From The Real Price of Fish Aberdeen Steam Trawler Losses 1887-1961 by George F. Ritchie.
19th January 1937 Golden Sceptre A115. 
She sailed from Aberdeen on the 19th January 1937 for a fishing trip to the Shetland grounds with a crew of nine under Skipper Gordon Grant and was never seen or heard of again. Her smallboat was washed ashore on the island of Fetlar.


----------



## cheryllawrance (Apr 9, 2019)

*Arthur Charles Lawrence*

Thanks for this information. The film was made in 1937 as far as I know. I've been told his boat was the Golden Sceptre although he was on another trawler during the war. I have that book, I will look it up. His brother was drowned in 1919 on the Ben Namur off the Orkneys and that is mentioned in the book. My Grandad was definitely a skipper which is why he got a central (albeit short and non speaking!) role in the film. He was a popular member of the fishing community as his obituary attests in 1941.


----------



## cheryllawrance (Apr 9, 2019)

The trawler he was on when he became ill in 1940 was the HMT Paul Rykens. Was it HMT because it was part of the war effort. Im not sure when he began on this ship though. That's what Im trying to get clear in my head.
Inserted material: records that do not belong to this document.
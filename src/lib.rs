//! unbanbot: a Telegram bot service that unbans users from a channel.
//!
//! The service answers Telegram webhook deliveries (or long-polls in
//! development), exposes health and info endpoints for orchestration, and
//! ships a `healthcheck` probe for the container image.

pub mod bot;
pub mod config;
pub mod error;
pub mod http;
pub mod middleware;
pub mod probe;
pub mod routes;
pub mod state;
pub mod telegram;

pub use error::AppError;
pub use state::AppState;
Was there a registry of trawlers, their owners and skippers anywhere?


----------



## JustWin (Sep 21, 2018)

A mention here >


----------



## Aberdonian (Apr 7, 2011)

Hi Cheryl,

Your family background has me wondering if you had a relative, popularly known as “Charlie”, who resided in Aberdeen – certainly in the 60’s.

I initially attempted to make contact by Private Message but to no avail.

Regards, 

Keith


----------



## cheryllawrance (Apr 9, 2019)

I have a jpeg copy of the obituary information which includes reference to the Golden Sceptre but I cant seem to copy and paste it in.


----------



## ART6 (Sep 14, 2010)

cheryllawrance said:


> I have a jpeg copy of the obituary information which includes reference to the Golden Sceptre but I cant seem to copy and paste it in.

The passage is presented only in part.